Unfortunately, there are only two things that should be flushed down the toilet: human waste and toilet paper. If you’re throwing anything else into the toilet bowl, you better think again. Anything that doesn’t fall under these two categories can cost you when repairs and backflow testing are needed.

If you’ve discarded any of the following items in the toilet, you’re not alone; we’ve been (incorrectly) told for years that certain items won’t harm your drain. Without further ado, here are some of the top commonly flushed items that should never see the inside of your drains. 

Feminine hygiene products

We get it: blood is gross. When it comes to disposing of smelly or unsightly products, the toilet is the fastest, cleanest option around. Unfortunately, it’s also one of the worst decisions you can make. 

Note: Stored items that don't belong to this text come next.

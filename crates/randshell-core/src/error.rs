//! Error taxonomy shared by every engine operation.
//!
//! All fallible engine calls return [`Result`]. Failure is explicit status
//! passing; the engine never panics for control flow.

/// Engine-wide error type.
#[derive(Debug, thiserror::Error)]
pub enum ShellError {
    /// A required input was null/empty or otherwise malformed.
    #[error("invalid argument: {0}")]
    InvalidArgument(String),

    /// A numeric value fell outside its declared bounds.
    #[error("out of range: {0}")]
    OutOfRange(String),

    /// A referenced configuration, test, tag, or file does not exist.
    #[error("not found: {0}")]
    NotFound(String),

    /// An input file is missing or has zero length.
    #[error("empty or missing file: {0}")]
    EmptyOrMissingFile(String),

    /// A bitstream chunk did not match the required buffer size.
    #[error("buffer size mismatch: expected {expected} bytes, got {actual}")]
    BufferSizeMismatch { expected: usize, actual: usize },

    /// A count identity (e.g. actualPass + actualFail == actualTestCount)
    /// does not hold.
    #[error("validation failure: {0}")]
    ValidationFailure(String),

    /// JSON text could not be parsed.
    #[error("json parse failure: {0}")]
    JsonParse(#[from] serde_json::Error),

    /// A JSON document parsed but does not have the expected shape.
    #[error("json operation failure: {0}")]
    JsonOperation(String),

    /// An OS call failed; wraps the errno-carrying error.
    #[error("system call failure: {0}")]
    SystemCall(#[from] std::io::Error),
}

/// Engine-wide result alias.
pub type Result<T> = std::result::Result<T, ShellError>;

impl ShellError {
    /// True when the error represents an expected "file not there yet"
    /// condition a caller may recover from locally.
    pub fn is_missing_file(&self) -> bool {
        match self {
            Self::EmptyOrMissingFile(_) => true,
            Self::SystemCall(e) => e.kind() == std::io::ErrorKind::NotFound,
            _ => false,
        }
    }
}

Tampons and pads are typically made from a mixture of cotton products. While you might not think twice before flushing these down the toilet, the cotton will actually expand in the pipes, making it difficult to go down. Cotton is also good at grabbing particles around them, making it a trap for other items in your pipes. This can lead to clogs, backflow issues, and even a burst pipe. On the same token, flushing items like cotton swabs, cotton balls, and makeup wipes are a huge no-no.

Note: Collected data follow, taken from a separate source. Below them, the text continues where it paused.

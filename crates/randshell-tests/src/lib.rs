//! Reference statistical test plugins for the randshell test shell.
//!
//! Each plugin implements [`randshell_core::TestPlugin`]: it declares its
//! parameter schemas, computes a per-bitstream statistic and p-value in
//! `execute`, and aggregates pass counts against the derived minimum test
//! count in `finalize`. The shell owns ingestion, threading, and the report.

use randshell_core::report::Evaluation;
use randshell_core::stats::{confusion_matrix, confusion_matrix_statistics, minimum_test_count};
use randshell_core::{DataType, Report, Result};

pub mod block_frequency;
pub mod frequency;

pub use block_frequency::BlockFrequencyTest;
pub use frequency::FrequencyTest;

/// Unpack a byte slice into individual bits (MSB first per byte).
pub(crate) fn to_bits(data: &[u8]) -> Vec<u8> {
    let mut bits = Vec::with_capacity(data.len() * 8);
    for &byte in data {
        for shift in (0..8).rev() {
            bits.push((byte >> shift) & 1);
        }
    }
    bits
}

/// Shared finalize step: count pass/fail verdicts among a configuration's
/// tests, record the minimum-test-count and confusion-matrix metrics, and
/// evaluate the configuration against the minimum pass threshold.
pub(crate) fn finalize_configuration(
    report: &mut Report,
    config_id: u32,
    significance_level: f64,
    bitstream_count: u64,
) -> Result<()> {
    let derived = minimum_test_count(significance_level, bitstream_count)?;

    let (actual_test_count, actual_pass) = {
        let tests = &report.configuration(config_id)?.tests;
        let pass = tests
            .iter()
            .filter(|t| t.evaluation == Some(Evaluation::Pass))
            .count() as u64;
        (tests.len() as u64, pass)
    };
    let actual_fail = actual_test_count - actual_pass;

    // The predicted split always sums to the bitstream count, so the
    // predicted-total argument is the bitstream count itself.
    let matrix = confusion_matrix(
        derived.predicted_pass + derived.predicted_fail,
        actual_test_count,
        actual_pass,
        actual_fail,
        derived.predicted_pass,
        derived.predicted_fail,
    )?;

    report.add_metric_to_configuration(
        config_id,
        "minimum test count",
        DataType::UInt64,
        None,
        Some("tests"),
        &derived.minimum_test_count.to_string(),
    )?;
    report.add_confusion_matrix_metrics_to_configuration(config_id, &matrix)?;
    report
        .add_confusion_matrix_statistics_to_configuration(config_id, &confusion_matrix_statistics(&matrix))?;

    report.add_criterion_to_configuration(
        config_id,
        &format!(
            "actual pass count ({actual_pass}) >= minimum test count ({})",
            derived.minimum_test_count
        ),
        actual_pass >= derived.minimum_test_count,
    )?;
    report.add_evaluation_to_configuration(config_id)?;
    Ok(())
}
//! ASCII-bitstream converter: packs one-'0'/'1'-character-per-bit text into
//! raw binary, eight characters per byte. Trailing characters beyond a
//! multiple of 8 are discarded.

use std::path::PathBuf;

use clap::Parser;
use randshell_core::convert_ascii_file;

#[derive(Parser)]
#[command(version)]
#[command(about = "Pack an ASCII '0'/'1' bitstream file into raw binary")]
struct Args {
    /// ASCII bitstream input file
    input: PathBuf,

    /// Packed binary output file
    output: PathBuf,

    /// Print failure detail to stderr
    #[arg(short = 'v', long)]
    verbose: bool,
}

fn main() {
    env_logger::init();
    let args = Args::parse();
    match convert_ascii_file(&args.input, &args.output) {
        Ok(bytes_written) => {
            println!("{} bytes written to {}", bytes_written, args.output.display());
        }
        Err(error) => {
            log::error!("ascii2bin: {error}");
            if args.verbose {
                eprintln!("[pid {}] ascii2bin: {error}", std::process::id());
            }
            std::process::exit(1);
        }
    }
}
//! Interfaces of replay buffers.
use anyhow::Result;

/// Interface of buffers that store experiences.
pub trait ExperienceBufferBase {
    /// Items pushed into the buffer.
    type Item;

    /// Pushes an item.
    fn push(&mut self, tr: Self::Item) -> Result<()>;

    /// The number of items currently retrievable.
    fn len(&self) -> usize;
}

/// Interface of replay buffers that generate batches for training.
pub trait ReplayBufferBase {
    /// Configuration of the replay buffer.
    type Config: Clone;

    /// Batch generated for training.
    type Batch;

    /// Builds a replay buffer.
    fn build(config: &Self::Config) -> Result<Self>
    where
        Self: Sized;

    /// Samples a batch of `size` items.
    fn batch(&mut self, size: usize) -> Result<Self::Batch>;
}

The best thing you can do is discard your feminine hygiene products in the trash. Wrap them in a little extra toilet paper and be sure to dispose of it in a location that won’t attract the family dog to the bin. 

Condoms

We’re all told to use the bathroom after engaging in sexual intercourse so it only seems natural to flush a condom down the toilet while you’re cleaning up. This is also a commonly flushed item among teenagers who want to hide the evidence from members of their family. Unfortunately, condoms aren’t designed to break down in water. If they get snagged on a calcium deposit or another clog, then they can stick around in your pipes for years to come. You might even need to look for hard money loans in Texas to cover the costs of dredging your drains. Be sure to dispose of these items in the trash to avoid a pipe disaster. 

Pet fish 

The toilet bowl funeral is synonymous with the death of a goldfish. While you might think this is an eco-friendly way to dispose of its body, this is actually terrible for your pipes. It takes a long time for a fish’s body to break down, and even then, the bones might promote other clogs and issues in your pipes. Flushing your fish down the toilet might seem like a good way to honor its life, but it’s better for the environment if you put it in the trash. 

Bleach 

Watch out if you clean your toilets with bleach: this harsh chemical might react with other acids in your pipes. This can cause fumes to erupt and damage pipes or corrode materials over time. If you’re looking for a good cleaner for your toilet, be sure to invest in natural options that won’t cause problems down the road. 

Medicines

We’ve all seen the strong-but-struggling hero make the decision to flush their pills instead of giving into old vices. While it looks good on the screen, however, this is bad for your pipes — and the environment. 

Flushing medicine down the toilet releases these chemicals into local waterways, including rivers and lakes. This is because our water treatment plants simply aren’t equipped to handle those various chemicals. When you want to get rid of your leftover medicine, bring it back to your primary care physician for proper disposal. 

These are just some of the many items you should never flush down a toilet. While it may seem like a natural spot for these items, the toilet is the last place method of disposal you should consider. Protect your pipes — and your wallet — by only flushing human waste and toilet paper.